Mais le mal que j'ai vu en face de moi N'était qu'un enfant venu d'ailleurs, Tremblant de peur, éperdu d'effroi. On devait lui avoir dit que le mal, c'était moi Et que je devais périr afin que la vie lui soit meilleure.
Le général a pointé le doigt vers le mal Et a ordonné : « feu, soldat, fais ton devoir » ! « Pardon mon général, je ne sais pas tuer, On ne m'a appris qu'à aimer » ! Puis, j'ai vu Jean tomber, c'était mon ami.

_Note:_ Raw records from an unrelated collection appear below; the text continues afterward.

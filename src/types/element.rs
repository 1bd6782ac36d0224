use super::ids::{EdgeTypeId, ElementId, NodeTypeId};
use serde::{Deserialize, Serialize};
use std::fmt;

/// Type tag of an element: either a node type or an edge type
///
/// Also used as the owner of a property type.
#[derive(Copy, Clone, Debug, Eq, PartialEq, Hash, Ord, PartialOrd, Serialize, Deserialize)]
pub enum ElementType {
    Node(NodeTypeId),
    Edge(EdgeTypeId),
}

impl From<NodeTypeId> for ElementType {
    fn from(id: NodeTypeId) -> Self {
        ElementType::Node(id)
    }
}

impl From<EdgeTypeId> for ElementType {
    fn from(id: EdgeTypeId) -> Self {
        ElementType::Edge(id)
    }
}

impl fmt::Display for ElementType {
    fn fmt(&self, f: &mut fmt::Formatter<'_>) -> fmt::Result {
        match self {
            ElementType::Node(id) => write!(f, "node type {}", id),
            ElementType::Edge(id) => write!(f, "edge type {}", id),
        }
    }
}

/// Node in the graph
#[derive(Debug, Clone, Copy, Serialize, Deserialize, PartialEq, Eq)]
pub struct Node {
    pub id: ElementId,
    pub node_type: NodeTypeId,
}

/// Edge in the graph
///
/// Directed edges keep `source -> target` as created. Undirected edges are
/// stored with the lower element id as `source`.
#[derive(Debug, Clone, Copy, Serialize, Deserialize, PartialEq, Eq)]
pub struct Edge {
    pub id: ElementId,
    pub edge_type: EdgeTypeId,
    pub source: ElementId,
    pub target: ElementId,
}

impl Edge {
    /// Check if this edge is a self-loop
    pub fn is_self_loop(&self) -> bool {
        self.source == self.target
    }

    /// The endpoint opposite to `node`, or `None` if `node` is not an endpoint
    pub fn peer(&self, node: ElementId) -> Option<ElementId> {
        if self.source == node {
            Some(self.target)
        } else if self.target == node {
            Some(self.source)
        } else {
            None
        }
    }
}

/// A stored element: one slot of the element arena
#[derive(Debug, Clone, Copy, Serialize, Deserialize, PartialEq, Eq)]
pub enum ElementRecord {
    Node(Node),
    Edge(Edge),
}

impl ElementRecord {
    pub fn id(&self) -> ElementId {
        match self {
            ElementRecord::Node(n) => n.id,
            ElementRecord::Edge(e) => e.id,
        }
    }

    pub fn element_type(&self) -> ElementType {
        match self {
            ElementRecord::Node(n) => ElementType::Node(n.node_type),
            ElementRecord::Edge(e) => ElementType::Edge(e.edge_type),
        }
    }

    pub fn as_node(&self) -> Option<&Node> {
        match self {
            ElementRecord::Node(n) => Some(n),
            ElementRecord::Edge(_) => None,
        }
    }

    pub fn as_edge(&self) -> Option<&Edge> {
        match self {
            ElementRecord::Edge(e) => Some(e),
            ElementRecord::Node(_) => None,
        }
    }
}

#[cfg(test)]
mod tests {
    use super::*;

    fn edge(source: u64, target: u64) -> Edge {
        Edge {
            id: ElementId::from_raw(10),
            edge_type: EdgeTypeId::from_raw(0),
            source: ElementId::from_raw(source),
            target: ElementId::from_raw(target),
        }
    }

    #[test]
    fn test_edge_peer() {
        let e = edge(1, 2);
        assert_eq!(e.peer(ElementId::from_raw(1)), Some(ElementId::from_raw(2)));
        assert_eq!(e.peer(ElementId::from_raw(2)), Some(ElementId::from_raw(1)));
        assert_eq!(e.peer(ElementId::from_raw(3)), None);
    }

    #[test]
    fn test_edge_is_self_loop() {
        assert!(edge(4, 4).is_self_loop());
        assert!(!edge(4, 5).is_self_loop());
    }

    #[test]
    fn test_record_type_tag() {
        let node = ElementRecord::Node(Node {
            id: ElementId::from_raw(0),
            node_type: NodeTypeId::from_raw(1),
        });
        assert_eq!(node.element_type(), ElementType::Node(NodeTypeId::from_raw(1)));
        assert!(node.as_edge().is_none());

        let e = ElementRecord::Edge(edge(0, 1));
        assert_eq!(e.element_type(), ElementType::Edge(EdgeTypeId::from_raw(0)));
        assert_eq!(e.id(), ElementId::from_raw(10));
    }

    #[test]
    fn test_record_serialization() {
        let record = ElementRecord::Edge(edge(3, 9));
        let serialized = serde_json::to_string(&record).unwrap();
        let deserialized: ElementRecord = serde_json::from_str(&serialized).unwrap();
        assert_eq!(record, deserialized);
    }
}
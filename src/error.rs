//! Error taxonomy of the graph engine

use crate::storage::StorageError;
use crate::types::{ElementId, IdError, PropertyTypeId, Value, ValueKind};
use thiserror::Error;

/// Graph operation errors
///
/// Every error is reported synchronously at the offending call. Operations
/// validate before mutating, so an `Err` leaves the graph unchanged.
#[derive(Error, Debug)]
pub enum GraphError {
    /// Duplicate type/property name, unknown owner type, or a lookup path the
    /// property's index kind does not support
    #[error("Schema error: {0}")]
    Schema(String),

    /// Edge endpoint types violate the edge type's restriction
    #[error("Type restriction violated: {0}")]
    TypeRestriction(String),

    /// Unique property value already bound to another element
    #[error(
        "Uniqueness violation on {property}: value {value} is already bound to element {holder}"
    )]
    UniquenessViolation {
        property: PropertyTypeId,
        value: Value,
        holder: ElementId,
    },

    /// Value kind differs from the property's declared kind
    #[error("Kind mismatch on {property}: expected {expected}, got {actual}")]
    KindMismatch {
        property: PropertyTypeId,
        expected: ValueKind,
        actual: ValueKind,
    },

    /// Value of the right kind that cannot be stored (non-finite double)
    #[error("Invalid value for {property}: {reason}")]
    InvalidValue {
        property: PropertyTypeId,
        reason: String,
    },

    /// Nonexistent name, type, property, element or graph
    #[error("Not found: {0}")]
    NotFound(String),

    /// Operation attempted outside an Active transaction of the required mode,
    /// or a second concurrent update transaction
    #[error("Transaction state error: {0}")]
    TransactionState(String),

    /// Durable storage failure
    #[error("Storage error: {0}")]
    Storage(#[from] StorageError),
}

impl From<IdError> for GraphError {
    fn from(err: IdError) -> Self {
        GraphError::Schema(err.to_string())
    }
}

/// Result type for graph operations
pub type GraphResult<T> = Result<T, GraphError>;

Alors à mon tour, je suis devenu guerrier. À l'autre bout de mon fusil, un cœur a éclaté. Quand le mal a frappé très fort, je suis tombé. On venait de me prendre une partie de mon corps. Enfin, il me restait les yeux pour pleurer sur mon sort.
Le général est venu, a serré la main qui me restait Et m'a dit : « Bravo soldat ! Tu as servi avec amour la nation. Tu recevras, honneurs, médailles et pension ». « Quel amour mon général ? Je n'ai ressenti que haine et souffrance ». Mais le général était déjà parti en recrutement.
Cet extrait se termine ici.